Search This Blog

Translate

Friday, March 5, 2010


The persistence of memory

Many of my earliest memories of childhood are populated with imagery consisting of long lazy weekends tagging along with my parents as they ran errands or of visiting and or being visited by relatives and friends. That’s not to say these events happened often but rather they seemed significant enough to form a lasting picture in the landscape of my thoughts. Though this set of memories is fixed as my history, I can’t help but think logically that it may merely be an artifact.


Examining my past with dispassionate clarity I find I have done a good deal of editing. Edited from these memories are the long lonely days affixed before the Sears Silver tone television, and the cruel sibling rivalries that often linger into adulthood. It would not however be fitting to include these for they don’t truly define how we felt or what we aspired to be; rather these memories are hollow and lacking of the emotional wherewithal to stand the rigors time.

In contrast, through the lens of time those memories that are most prominently imprinted are the sweetest. Like the subtle flavors in wine they are condensed from a few years of ordinary experience into a vintage akin to a golden age.

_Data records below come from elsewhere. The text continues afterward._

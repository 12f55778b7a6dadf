//! Configuration shared by every queue and group constructor.

use std::future::Future;

use tokio::runtime::Handle;

use crate::errgroup::ErrGroup;
use crate::group::Group;
use crate::limiter::Limiter;
use crate::queue::OrderedQueue;

const DEFAULT_NAME: &str = "futures_limiter";

/// Configures and constructs queues and groups.
///
/// ```rust
/// use futures_limiter::Builder;
///
/// tokio_test::block_on(async {
///     let queue = Builder::new(2)
///         .name("doubler")
///         .queue(|n: u32| async move { n * 2 });
///     queue.push(21);
///     assert_eq!(queue.pop_wait().await, Some(42));
/// });
/// ```
#[derive(Debug, Clone)]
pub struct Builder {
    limiter: Limiter,
    handle: Option<Handle>,
    name: &'static str,
}

impl Builder {
    /// Starts a configuration with a fresh limiter of `limit` slots.
    ///
    /// Panics if `limit` is 0.
    pub fn new(limit: usize) -> Self {
        Self::with_limiter(Limiter::new(limit))
    }

    /// Starts a configuration drawing slots from an existing limiter.
    pub fn with_limiter(limiter: Limiter) -> Self {
        Builder {
            limiter,
            handle: None,
            name: DEFAULT_NAME,
        }
    }

    /// Spawn workers on `handle` instead of the runtime the terminal
    /// constructor is called from.
    pub fn handle(mut self, handle: Handle) -> Self {
        self.handle = Some(handle);
        self
    }

    /// Name recorded on every tracing event emitted by the built value.
    pub fn name(mut self, name: &'static str) -> Self {
        self.name = name;
        self
    }

    /// Builds an [`OrderedQueue`] running `transform` on every input.
    ///
    /// Panics if no handle was configured and this is called outside of a
    /// tokio runtime.
    pub fn queue<I, O, F, Fut>(self, transform: F) -> OrderedQueue<I, O>
    where
        I: Send + 'static,
        O: Send + 'static,
        F: Fn(I) -> Fut + Send + Sync + 'static,
        Fut: Future<Output = O> + Send + 'static,
    {
        let handle = self.runtime();
        OrderedQueue::from_parts(self.limiter, handle, self.name, transform)
    }

    /// Builds a typed [`Group`] running `transform` on every sent input.
    ///
    /// Panics if no handle was configured and this is called outside of a
    /// tokio runtime.
    pub fn group<I, O, E, F, Fut>(self, transform: F) -> Group<I, O, E>
    where
        I: Send + 'static,
        O: Send + 'static,
        E: Send + 'static,
        F: Fn(I) -> Fut + Send + Sync + 'static,
        Fut: Future<Output = Result<O, E>> + Send + 'static,
    {
        let name = self.name;
        Group::from_queue(self.queue(transform), name)
    }

    /// Builds an error-collecting [`ErrGroup`].
    ///
    /// Panics if no handle was configured and this is called outside of a
    /// tokio runtime.
    pub fn err_group<E>(self) -> ErrGroup<E>
    where
        E: Send + 'static,
    {
        let handle = self.runtime();
        ErrGroup::from_parts(self.limiter, handle, self.name)
    }

    fn runtime(&self) -> Handle {
        match &self.handle {
            Some(handle) => handle.clone(),
            None => Handle::current(),
        }
    }
}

The experience of the lonely and desperate hours of today will likely undergo the same editing process. This will ensure that any future retrospective will primarily reflect those images that speak of the finer moments. It’s unlikely I will recall in a future time any emotional laden memories associated with my daily train ride to and from my office. The images of my lonely journey through the wastelands of Philadelphia will surely fade to a solitary factoid, as will the memories of those embarrassing episodes of drunkenness. So this will not be a modern discourse on dysfunction or self loathing, but rather about the bricks and mortar of self-identity. For we truly the are the sum of our experience.


Through the looking glass of memory our experiences, each of us frames their personal outlook onto the world that is as individual as a fingerprint. This brings me to the story, I being the youngest among nine siblings, was about five years old when my Father’s employers informed him his job and soon his family would be transferred from Boston to Philadelphia. Unknown to me at the time was the full extent to how this traumatizing event had effectively ripped my family in two. Because of my youth, only through the stories told by my older siblings is this made evident. In the months that led up to the move there was a sense as if we were moving to far off Australia. During those months, being not yet able to understand complex emotions I looked upon the ordeal as an adventure. I remember on one adventure in particular while my brothers and sisters were in school my Mother, Father and I went on a trip. As I recall it during that day from place to place, into the evening we went visiting my parent’s old friends and relatives, some I had never seen before or since. The impending move felt so permanent to them, and so they were saying their last goodbyes. While doings so we entered the landscape of their youth, saw there the childhood homes, and visited upon the burial sights of my grandparents. They, who to that point had existed in my mind only as abstractions, associated only by a few warn photographs. They were now in death part of the tapestry of my life. I recall my experience of that day as a kind of unintentional ritual, an initiation into history of the family. From that day on all of those people would form a pantheon to a grounded world beyond my own experience, a portion on the yardstick to which I would later measure myself.

In the cultural context of our modern age, each generation must reinvent itself in response and in contrast to an ever-changing technological monolith that we as individuals have little effect on or control over. At the current pace to which our technology is evolving, we may soon find it has outpaced our ability to synthesize these changes. It may be that the pace of change may require another evolutionary leap. And it could be equally true that we possess the cultural wherewithal to meet any challenges that the future may bring.
In prehistoric times, how well early humans survived had much to do with how well they could mentally visualize themselves in, and as part of their environments. Shaman of these days crafted from their unique visions the beginnings of cooperative society. This variation in perspective would eventually give rise to culture. Vestiges of this evolutionary mechanism survives today in us all. Its transformative power still informs us. However, for the most part our everyday observations are nullified by an overwhelming cultural consensus that tends to squash original thought and takes from us our incentive to try. As a result of this phenomenon the breadth of our collective experience has become narrow to the point where we sometimes feel we can no longer trust our own senses. We like our ancestors before us should attempt to see ourselves as we are, as individuals baggage and all.